Bisnis.com, JAKARTA — Wakil Ketua Forum Industri Pengguna Gas Bumi (FIPGB) Achmad Widjaja membeberkan variabel harga gas pipa yang dicampur dengan liquefied natural gas (LNG) untuk industri saat ini berada di rentang US$6,5 per juta metrik british thermal unit (MMBtu) sampai dengan US$13,5 per MMBtu.
Achmad mengatakan variabel harga gas yang disalurkan PT Perusahaan Gas Negara Tbk (PGAS) atau PGN itu sudah jauh terpaut dari amanat harga gas bumi tertentu (HGBT) yang awalnya dipatok di level US$6 per MMBtu.
Apalagi, kata Achmad, sebagian besar industri di Jawa Barat saat ini menerima tarif paling tinggi tersebut.
“Blending harga LNG dan gas alam sudah dijual ke pelanggan dengan harga variabel dari atas US$6,5 per MMBtu sampai US$13,5 per MMBtu, yang sudah di luar HGBT,” kata Achmad saat dihubungi, Senin (1/7/2024).
Selain itu, Achmad mengatakan, belum ada kepastian harga dan pasokan dari PGN setelah bauran gas pipa dengan LNG itu diterapkan.
Dia berharap PGN dapat memberikan kepastian harga dan pasokan dengan kontrak yang stabil untuk mendukung rencana investasi industri domestik mendatang.
Baca Juga
“Kepastian investasi jadinya sulit, industri kan tidak bisa seperti cetak koran, kita mesti pertimbangkan bahan baku, mesin, pasar bagaimana, panjang ceritanya,” kata dia.
Sebelumnya, PGN mendapat tambahan 1 kargo LNG setara 2,6 MMBtu dari Kilang Tangguh, Teluk Bintuni, Papua Barat untuk kontrak 5 tahun.
“Ini adalah milestone penting bagi kami.
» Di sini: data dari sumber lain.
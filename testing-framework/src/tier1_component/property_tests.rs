//! Property-based tests for the mock dispatcher
//!
//! # Key Properties Tested
//!
//! 1. **Call Recording**: every dispatch is recorded exactly once, whatever its outcome
//! 2. **First Match Wins**: earlier entries shadow later ones
//! 3. **Subset Matching**: a matcher drawn from the params always matches them
//! 4. **Reset**: clears the call log, never the registry
//! 5. **Exact Amounts**: whole NEAR balances become exact yoctoNEAR strings
//!
//! Failed cases can be reproduced by setting the `PROPTEST_RNG_SEED`
//! environment variable.

use super::{MockDispatcher, MockReply};
use crate::error::TestingError;
use proptest::prelude::*;
use serde_json::{json, Map, Value};

/// RPC method names
fn arb_method() -> impl Strategy<Value = String> {
    prop_oneof![
        Just("query".to_string()),
        Just("status".to_string()),
        Just("block".to_string()),
        Just("tx".to_string()),
        "[a-z_]{1,12}",
    ]
}

/// Flat object params with string and integer values
fn arb_params() -> impl Strategy<Value = Map<String, Value>> {
    prop::collection::btree_map(
        "[a-z_]{1,10}",
        prop_oneof![
            "[a-z0-9.]{0,16}".prop_map(Value::String),
            any::<u32>().prop_map(|n| json!(n)),
        ],
        0..6,
    )
    .prop_map(|map| map.into_iter().collect())
}

/// Params plus a matcher made of some of their entries
fn arb_params_with_matcher() -> impl Strategy<Value = (Map<String, Value>, Map<String, Value>)> {
    arb_params().prop_flat_map(|params| {
        let len = params.len();
        (Just(params), prop::collection::vec(any::<bool>(), len))
    })
    .prop_map(|(params, keep)| {
        let matcher = params
            .iter()
            .zip(keep)
            .filter(|(_, keep)| *keep)
            .map(|((k, v), _)| (k.clone(), v.clone()))
            .collect();
        (params, matcher)
    })
}

proptest! {
    /// Property: one call record per dispatch, success or not
    #[test]
    fn prop_every_dispatch_recorded(
        registered in prop::collection::vec(arb_method(), 0..4),
        dispatched in prop::collection::vec((arb_method(), arb_params()), 0..12),
    ) {
        let mock = MockDispatcher::new();
        for method in &registered {
            mock.add_response(method.clone(), json!("ok"));
        }

        for (i, (method, params)) in dispatched.iter().enumerate() {
            let outcome = mock.dispatch(method, Value::Object(params.clone()));
            prop_assert_eq!(outcome.is_ok(), registered.contains(method));
            prop_assert_eq!(mock.call_count(), i + 1);
        }

        let calls = mock.calls();
        for (call, (method, params)) in calls.iter().zip(&dispatched) {
            prop_assert_eq!(&call.method, method);
            prop_assert_eq!(&call.params, &Value::Object(params.clone()));
        }
    }

    /// Property: among entries for the same method, the first one answers
    #[test]
    fn prop_first_match_wins(
        method in arb_method(),
        results in prop::collection::vec(any::<i64>(), 1..6),
        params in arb_params(),
    ) {
        let mock = MockDispatcher::new();
        for result in &results {
            mock.add_response(method.clone(), json!(result));
        }

        let answer = mock.dispatch(&method, Value::Object(params)).unwrap();
        prop_assert_eq!(answer, json!(results[0]));
    }

    /// Property: a matcher built from a subset of the params matches them,
    /// and stops matching once one of its values differs
    #[test]
    fn prop_subset_matcher_matches(
        (params, matcher) in arb_params_with_matcher(),
    ) {
        let mock = MockDispatcher::new();
        mock.register("query", MockReply::Result(json!("hit")), Some(matcher.clone()));

        prop_assert_eq!(
            mock.dispatch("query", Value::Object(params.clone())).unwrap(),
            json!("hit")
        );

        if let Some((key, _)) = matcher.iter().next() {
            let mut altered = params.clone();
            altered.insert(key.clone(), json!(["never", "equal"]));
            let outcome = mock.dispatch("query", Value::Object(altered));
            let no_match = matches!(outcome, Err(TestingError::NoMockRegistered { .. }));
            prop_assert!(no_match);
        }
    }

    /// Property: reset empties the call log and keeps every entry
    #[test]
    fn prop_reset_keeps_registry(
        methods in prop::collection::vec(arb_method(), 1..6),
    ) {
        let mock = MockDispatcher::new();
        for method in &methods {
            mock.add_response(method.clone(), json!({}));
            let _ = mock.dispatch(method, json!({}));
        }

        mock.reset();
        prop_assert_eq!(mock.call_count(), 0);
        prop_assert_eq!(mock.response_count(), methods.len());
        for method in &methods {
            let outcome = mock.dispatch(method, json!({}));
            prop_assert!(outcome.is_ok());
        }
    }

    /// Property: whole NEAR balances are converted exactly
    #[test]
    fn prop_whole_balance_exact(near in 0u32..1_000_000) {
        let mock = MockDispatcher::new();
        mock.add_account("acct.near", f64::from(near)).unwrap();

        let result = mock
            .dispatch("query", json!({"request_type": "view_account", "account_id": "acct.near"}))
            .unwrap();
        let expected = if near == 0 {
            "0".to_string()
        } else {
            format!("{}{}", near, "0".repeat(24))
        };
        prop_assert_eq!(result["amount"].as_str().unwrap(), expected.as_str());
    }
}
impl MockDispatcher {
    /// Empty dispatcher
    pub fn new() -> Self {
        Self::default()
    }

    // ========================================================================
    // Registration
    // ========================================================================

    /// Append an entry
    ///
    /// An empty matcher is the same as no matcher.
    pub fn register(
        &self,
        method: impl Into<String>,
        reply: MockReply,
        matcher: Option<Map<String, Value>>,
    ) -> &Self {
        let entry = MockResponseEntry {
            method: method.into(),
            matcher: matcher.filter(|m| !m.is_empty()),
            reply,
        };

        if log::log_enabled!(log::Level::Debug) {
            log::debug!(
                "Registered mock for method={} matcher={:?}",
                entry.method,
                entry.matcher
            );
        }

        self.inner.lock().entries.push(entry);
        self
    }

    /// Answer `method` with `result` for any params
    pub fn add_response(&self, method: impl Into<String>, result: Value) -> &Self {
        self.register(method, MockReply::Result(result), None)
    }

    /// Answer `method` with `result` when params contain `matcher`
    pub fn add_response_matching(
        &self,
        method: impl Into<String>,
        matcher: Map<String, Value>,
        result: Value,
    ) -> &Self {
        self.register(method, MockReply::Result(result), Some(matcher))
    }

    /// Fail `method` with `message`, optionally only when params contain `matcher`
    pub fn add_error(
        &self,
        method: impl Into<String>,
        message: impl Into<String>,
        matcher: Option<Map<String, Value>>,
    ) -> &Self {
        self.register(method, MockReply::Error(message.into()), matcher)
    }

    /// Register a `view_account` answer for `account_id` with default state
    ///
    /// # Errors
    ///
    /// Returns `TestingError::InvalidAmount` for negative or non-finite
    /// balances.
    pub fn add_account(&self, account_id: impl Into<String>, balance_near: f64) -> Result<&Self> {
        self.add_account_with(MockAccount::new(account_id, balance_near))
    }

    /// Register a `view_account` answer for a fully specified account
    pub fn add_account_with(&self, account: MockAccount) -> Result<&Self> {
        let amount = near_to_yocto(account.balance_near)?;

        let result = json!({
            "amount": amount.to_string(),
            "locked": account.locked,
            "code_hash": account.code_hash,
            "storage_usage": account.storage_usage,
            "block_height": MOCK_BLOCK_HEIGHT,
            "block_hash": MOCK_BLOCK_HASH,
        });
        let matcher = object(json!({
            "request_type": "view_account",
            "account_id": account.account_id,
        }));

        Ok(self.add_response_matching("query", matcher, result))
    }

    /// Register a `call_function` answer for `contract_id.method_name`
    ///
    /// `result` is JSON-encoded (compact) and returned as a list of bytes,
    /// the way a node returns view results.
    pub fn add_view_result<T: Serialize + ?Sized>(
        &self,
        contract_id: impl Into<String>,
        method_name: impl Into<String>,
        result: &T,
    ) -> Result<&Self> {
        let bytes = serde_json::to_vec(result)?;

        let reply = json!({
            "result": bytes,
            "logs": [],
            "block_height": MOCK_BLOCK_HEIGHT,
        });
        let matcher = object(json!({
            "request_type": "call_function",
            "account_id": contract_id.into(),
            "method_name": method_name.into(),
        }));

        Ok(self.add_response_matching("query", matcher, reply))
    }

    /// Number of registered entries
    pub fn response_count(&self) -> usize {
        self.inner.lock().entries.len()
    }

    // ========================================================================
    // Dispatch
    // ========================================================================

    /// Record the call, then answer it from the first matching entry
    ///
    /// # Errors
    ///
    /// * `TestingError::MockRpc` if the matching entry is an error reply
    /// * `TestingError::NoMockRegistered` if nothing matches
    pub fn dispatch(&self, method: &str, params: Value) -> Result<Value> {
        let params = if params.is_null() {
            Value::Object(Map::new())
        } else {
            params
        };

        let reply = {
            let mut registry = self.inner.lock();
            registry.calls.push(CallRecord {
                method: method.to_string(),
                params: params.clone(),
            });
            registry
                .entries
                .iter()
                .find(|entry| entry.matches(method, &params))
                .map(|entry| entry.reply.clone())
        };

        if log::log_enabled!(log::Level::Debug) {
            log::debug!(
                "Mock dispatch method={} params={} matched={}",
                method,
                params,
                reply.is_some()
            );
        }

        match reply {
            Some(MockReply::Result(result)) => Ok(result),
            Some(MockReply::Error(message)) => Err(TestingError::MockRpc(message)),
            None => Err(TestingError::NoMockRegistered {
                method: method.to_string(),
                params,
            }),
        }
    }

    /// Swap this dispatcher in as `client`'s transport until the guard drops
    pub fn install<'a>(&self, client: &'a RpcClient) -> InterceptorGuard<'a> {
        client.intercept(Arc::new(self.clone()))
    }

    // ========================================================================
    // Call log
    // ========================================================================

    /// Snapshot of every recorded call, in order
    pub fn calls(&self) -> Vec<CallRecord> {
        self.inner.lock().calls.clone()
    }

    /// Number of recorded calls
    pub fn call_count(&self) -> usize {
        self.inner.lock().calls.len()
    }

    /// Clear the call log; registered entries are kept
    pub fn reset(&self) {
        self.inner.lock().calls.clear();
    }

    /// Assert `method` was called, optionally with params containing `matcher`
    ///
    /// # Errors
    ///
    /// Returns `TestingError::Assertion` listing the recorded calls.
    pub fn assert_called(&self, method: &str, matcher: Option<&Map<String, Value>>) -> Result<()> {
        let calls = self.calls();
        let matching: Vec<&CallRecord> = calls.iter().filter(|c| c.method == method).collect();

        if matching.is_empty() {
            return Err(TestingError::Assertion(format!(
                "Expected RPC call to {:?}, but it was never called.\nAll calls: {:?}",
                method, calls
            )));
        }

        if let Some(matcher) = matcher {
            let found = matching.iter().any(|c| match &c.params {
                Value::Object(params) => is_subset(matcher, params),
                _ => false,
            });
            if !found {
                return Err(TestingError::Assertion(format!(
                    "RPC method {:?} was called, but no call matched {}.\nCalls to {:?}: {:?}",
                    method,
                    Value::Object(matcher.clone()),
                    method,
                    matching
                )));
            }
        }

        Ok(())
    }

    /// Assert `method` was never called
    pub fn assert_not_called(&self, method: &str) -> Result<()> {
        let matching: Vec<CallRecord> = self
            .calls()
            .into_iter()
            .filter(|c| c.method == method)
            .collect();

        if !matching.is_empty() {
            return Err(TestingError::Assertion(format!(
                "Expected no calls to {:?}, but found {}.\nCalls: {:?}",
                method,
                matching.len(),
                matching
            )));
        }

        Ok(())
    }
}
impl ProcessSandbox {
    /// Create a sandbox from its parts
    ///
    /// Prefer `SandboxBuilder`.
    pub fn new(config: SandboxConfig, clock: Arc<dyn Clock>) -> Self {
        let rpc_port = config.rpc_port;
        Self {
            config,
            clock,
            rpc_port,
            home: None,
            child: None,
            state: SandboxState::NotStarted,
        }
    }

    /// Builder with default configuration
    pub fn builder() -> SandboxBuilder {
        SandboxBuilder::new()
    }

    // ========================================================================
    // Accessors
    // ========================================================================

    /// Configuration this sandbox was built with
    pub fn config(&self) -> &SandboxConfig {
        &self.config
    }

    /// Current lifecycle state
    pub fn state(&self) -> &SandboxState {
        &self.state
    }

    /// RPC port (0 until a free port has been picked at start)
    pub fn rpc_port(&self) -> u16 {
        self.rpc_port
    }

    /// RPC endpoint URL
    pub fn rpc_url(&self) -> String {
        format!("http://{}:{}", self.config.rpc_host, self.rpc_port)
    }

    /// Home directory, if one is allocated
    pub fn home_dir(&self) -> Option<&Path> {
        self.home.as_ref().map(SandboxHome::path)
    }

    /// RPC client bound to this sandbox over HTTP
    pub fn client(&self) -> RpcClient {
        RpcClient::http(self.rpc_url())
    }

    /// Output parser configured with this sandbox's failure heuristic
    pub fn parser(&self) -> TransactionOutputParser {
        TransactionOutputParser::with_heuristic(self.config.failure_heuristic)
    }

    /// True while the node process exists and has not exited
    pub fn is_running(&mut self) -> bool {
        match self.child.as_mut() {
            Some(child) => matches!(child.try_wait(), Ok(None)),
            None => false,
        }
    }

    // ========================================================================
    // Lifecycle
    // ========================================================================

    /// Initialise and start the node, returning once it answers `status`
    ///
    /// Does nothing if the node is already running.
    ///
    /// # Errors
    ///
    /// Returns `TestingError::SandboxStartup` if:
    /// - No node binary is configured or found on `PATH`
    /// - `init` fails or times out
    /// - The node exits before becoming ready
    /// - The node does not answer within `startup_timeout`
    ///
    /// On error the sandbox is `Failed`, the node is terminated and a
    /// temporary home directory is removed.
    pub async fn start(&mut self) -> Result<()> {
        if self.is_running() {
            return Ok(());
        }
        if let SandboxState::Failed(reason) = &self.state {
            return Err(TestingError::SandboxStartup(format!(
                "sandbox already failed: {}",
                reason
            )));
        }

        self.state = SandboxState::Initializing;

        match self.boot().await {
            Ok(()) => {
                self.state = SandboxState::Running;
                if log::log_enabled!(log::Level::Info) {
                    log::info!("Sandbox ready at {}", self.rpc_url());
                }
                Ok(())
            }
            Err(e) => {
                let reason = e.to_string();
                if log::log_enabled!(log::Level::Warn) {
                    log::warn!("Sandbox startup failed: {}", reason);
                }
                self.teardown().await;
                self.state = SandboxState::Failed(reason);
                Err(e)
            }
        }
    }

    /// Terminate the node and release the home directory
    ///
    /// Idempotent and infallible: safe to call from failure paths. Problems
    /// during shutdown are logged.
    pub async fn stop(&mut self) {
        self.teardown().await;

        if matches!(
            self.state,
            SandboxState::Running | SandboxState::Initializing
        ) {
            self.state = SandboxState::Stopped;
            if log::log_enabled!(log::Level::Info) {
                log::info!("Sandbox stopped");
            }
        }
    }

    async fn boot(&mut self) -> Result<()> {
        if self.config.rpc_port == 0 {
            self.rpc_port = free_local_port()?;
        }

        let node = resolve_node_binary(self.config.node_binary.as_deref())?;

        let home = match &self.config.home_dir {
            Some(path) => SandboxHome::external(path),
            None => SandboxHome::temporary()?,
        };
        let home_path = home.path().to_path_buf();
        self.home = Some(home);

        self.init_node(&node, &home_path).await?;
        patch_rpc_addr(&home_path.join("config.json"), self.rpc_port).await?;
        self.spawn_node(&node, &home_path)?;
        self.wait_for_ready().await
    }

    /// `<node> --home <dir> init --chain-id <chain>`
    async fn init_node(&self, node: &Path, home: &Path) -> Result<()> {
        let args: [&OsStr; 5] = [
            "--home".as_ref(),
            home.as_os_str(),
            "init".as_ref(),
            "--chain-id".as_ref(),
            self.config.chain_id.as_ref(),
        ];

        let output = CommandRunner::new(node)
            .run(args, &BTreeMap::new(), self.config.init_timeout)
            .await
            .map_err(|e| TestingError::SandboxStartup(format!("Sandbox init failed: {}", e)))?;

        if !output.success() {
            return Err(TestingError::SandboxStartup(format!(
                "Sandbox init failed (exit {}): {}",
                describe_code(output.exit_code),
                output.stderr.trim()
            )));
        }

        Ok(())
    }

    /// `<node> --home <dir> run`, detached from our stdio
    fn spawn_node(&mut self, node: &Path, home: &Path) -> Result<()> {
        let mut cmd = Command::new(node);
        cmd.arg("--home")
            .arg(home)
            .arg("run")
            .stdin(Stdio::null())
            .stdout(Stdio::null())
            .stderr(Stdio::null())
            .kill_on_drop(true);

        if log::log_enabled!(log::Level::Debug) {
            log::debug!("Spawning node: {:?}", cmd.as_std());
        }

        let child = cmd.spawn().map_err(|e| {
            TestingError::SandboxStartup(format!("Failed to spawn {}: {}", node.display(), e))
        })?;
        self.child = Some(child);
        Ok(())
    }

    /// Poll `status` until a body with `result` comes back
    async fn wait_for_ready(&mut self) -> Result<()> {
        let probe = HttpTransport::new(self.rpc_url()).with_timeout(self.config.probe_timeout);
        let request = RpcRequest::new(HEALTH_REQUEST_ID, "status", json!([]));
        let deadline = Deadline::after(self.clock.clone(), self.config.startup_timeout);

        while !deadline.expired() {
            if let Some(child) = self.child.as_mut() {
                if let Some(status) = child.try_wait()? {
                    return Err(TestingError::SandboxStartup(format!(
                        "Sandbox process exited prematurely with code {}",
                        describe_exit(status)
                    )));
                }
            }

            match probe.post_raw(&request).await {
                Ok(body) if body.get("result").is_some() => return Ok(()),
                Ok(body) => {
                    if log::log_enabled!(log::Level::Trace) {
                        log::trace!("Node not ready yet: {}", body);
                    }
                }
                Err(e) => {
                    if log::log_enabled!(log::Level::Trace) {
                        log::trace!("Readiness probe failed: {}", e);
                    }
                }
            }

            deadline.tick(self.config.poll_interval).await;
        }

        Err(TestingError::SandboxStartup(format!(
            "Sandbox did not become ready within {:?}",
            self.config.startup_timeout
        )))
    }

    /// Terminate the child (if any) and release the home (if any)
    async fn teardown(&mut self) {
        if let Some(child) = self.child.take() {
            terminate(child, self.config.shutdown_grace, self.config.kill_grace).await;
        }
        if let Some(home) = self.home.take() {
            home.release();
        }
    }

    // ========================================================================
    // Node access
    // ========================================================================

    /// Environment every CLI invocation runs with
    ///
    /// Caller overrides come first; the computed network variables win.
    fn cli_env(&self, overrides: &BTreeMap<String, String>) -> BTreeMap<String, String> {
        let mut env = overrides.clone();
        env.insert("NEAR_ENV".to_string(), self.config.network_id.clone());
        env.insert("NEAR_CLI_LOCALNET_RPC_SERVER_URL".to_string(), self.rpc_url());
        if let Some(home) = self.home_dir() {
            env.insert("NEAR_HOME".to_string(), home.display().to_string());
        }
        env
    }

    /// Run the CLI against this sandbox
    ///
    /// Exit status is returned as data; only spawn failures and timeouts are
    /// errors.
    pub async fn run_external_command<I, S>(
        &self,
        args: I,
        env_overrides: &BTreeMap<String, String>,
        timeout: Duration,
    ) -> Result<CommandOutput>
    where
        I: IntoIterator<Item = S>,
        S: AsRef<OsStr>,
    {
        let env = self.cli_env(env_overrides);
        CommandRunner::new(&self.config.cli_binary)
            .run(args, &env, timeout)
            .await
    }

    /// `run_external_command` with no overrides and the default timeout
    pub async fn run_near_cli<I, S>(&self, args: I) -> Result<CommandOutput>
    where
        I: IntoIterator<Item = S>,
        S: AsRef<OsStr>,
    {
        self.run_external_command(args, &BTreeMap::new(), self.config.command_timeout)
            .await
    }

    /// One raw JSON-RPC exchange with the node, returning the whole body
    ///
    /// Always goes over HTTP, never through an intercepted transport.
    pub async fn rpc_call(&self, method: &str, params: Value) -> Result<Value> {
        HttpTransport::new(self.rpc_url())
            .post_raw(&RpcRequest::new(RPC_REQUEST_ID, method, params))
            .await
    }
}

impl std::fmt::Debug for ProcessSandbox {
    fn fmt(&self, f: &mut std::fmt::Formatter<'_>) -> std::fmt::Result {
        f.debug_struct("ProcessSandbox")
            .field("state", &self.state)
            .field("rpc_url", &self.rpc_url())
            .field("home", &self.home_dir())
            .finish()
    }
}

impl Drop for ProcessSandbox {
    fn drop(&mut self) {
        if let Some(child) = self.child.as_mut() {
            if matches!(child.try_wait(), Ok(None)) {
                if log::log_enabled!(log::Level::Warn) {
                    log::warn!("Sandbox dropped while running; killing node");
                }
                let _ = child.start_kill();
            }
        }
    }
}

/// Boxed future returned by `run_in_sandbox` bodies
pub type SandboxFuture<'a, T> = Pin<Box<dyn Future<Output = anyhow::Result<T>> + 'a>>;

/// Start a sandbox, run `f` against it, and stop it afterwards
///
/// The sandbox is stopped whether `f` succeeds or fails.
///
/// # Example
///
/// ```rust,ignore
/// let balance = run_in_sandbox(SandboxBuilder::new(), |sandbox| {
///     Box::pin(async move {
///         let alice = TestAccount::create(sandbox, "alice.test.near", 10.0).await?;
///         Ok(alice.balance().await)
///     })
/// })
/// .await?;
/// ```
pub async fn run_in_sandbox<T, F>(builder: SandboxBuilder, f: F) -> anyhow::Result<T>
where
    F: for<'a> FnOnce(&'a ProcessSandbox) -> SandboxFuture<'a, T>,
{
    let mut sandbox = builder.start().await?;
    let outcome = f(&sandbox).await;
    sandbox.stop().await;
    outcome
}

/// Ask the OS for a free local TCP port
pub fn free_local_port() -> Result<u16> {
    let listener = std::net::TcpListener::bind("127.0.0.1:0")?;
    Ok(listener.local_addr()?.port())
}

/// Configured node binary, else the first candidate found on `PATH`
fn resolve_node_binary(configured: Option<&Path>) -> Result<PathBuf> {
    if let Some(path) = configured {
        return Ok(path.to_path_buf());
    }

    NODE_BINARY_CANDIDATES
        .iter()
        .find_map(|name| find_on_path(name))
        .ok_or_else(|| {
            TestingError::SandboxStartup(
                "Neither 'neard' nor 'near-sandbox' binary found on PATH. \
                 Install nearcore or near-sandbox, or configure a node binary."
                    .to_string(),
            )
        })
}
LNG merupakan salah satu upaya terbaik yang kami berikan bersama pemerintah serta pemasok untuk menjawab tantangan kebutuhan gas bumi domestik,” kata Direktur Komersial PGN Ratih Esti Prihatini lewat siaran pers, Senin (1/7/2024).
Sampai dengan kuartal I/2024, volume niaga gas bumi telah mencapai 858 british thermal unit per day (BBtud) Upaya meningkatkan volume penjualan di berbagai wilayah terus dilakukan, baik di wilayah yang tersedia jaringan maupun penetrasi infrastruktur wilayah baru.
Sejauh ini PGN masih menjaga target volume niaga tahun 2024 sebesar 954 BBtud.
Sementara, penyerapan LNG di wilayah Jawa Barat saat ini telah mencapai 45 BBtud per Mei 2024.
“Angka ini lebih tinggi dari perkiraan awal kami,” kata Ratih.
Sebelumnya, Kepala Divisi Program dan Komunikasi SKK Migas Hudi Suryodipuro menuturkan, tambahan kargo LNG itu belakangan diperlukan untuk menambal pasokan defisit gas pipa dari beberapa lapangan di kawasan Sumatra bagian tengah, Sumatra Selatan, dan Jawa bagian barat.
Beberapa lapangan yang mengalami penurunan salur gas itu di antaranya, Blok Corridor, PEP Sumatera Selatan (Regional 1), PEP Jawa Barat (Regional 2), PHE Jambi Merang dan sejumlah kontraktor kontrak kerja sama (KKKS) yang beroperasi di kawasan tersebut.
Hudi menuturkan, saat ini perusahaan gas negara itu tengah melakukan sosialisasi atau penjajakan kepada industri pengguna terkait dengan opsi pengalihan sumber gas dari pipa menjadi LNG.
“Di mana harga yang akan dibayarkan oleh end user akan meningkat seiring dengan harga LNG memiliki biaya tambahan di antaranya biaya kapal, regasifikasi dan transportasi lainnya jika diperlukan,” kata dia.
Perusahaan gas negara itu memproyeksikan kebutuhan permintaan gas bumi di Sumatra Tengah, Sumatra Selatan, dan Jawa bagian barat untuk 2024-2034 memerlukan penambahan pasokan gas hasil regasifikasi LNG sebesar 73 BBtud sampai dengan 355 BBtud.
Estimasi itu mengambil porsi 12% sampai dengan 54% dari keseluruhan pasokan gas untuk permintaan pelanggan PGN di tiga kawasan tersebut.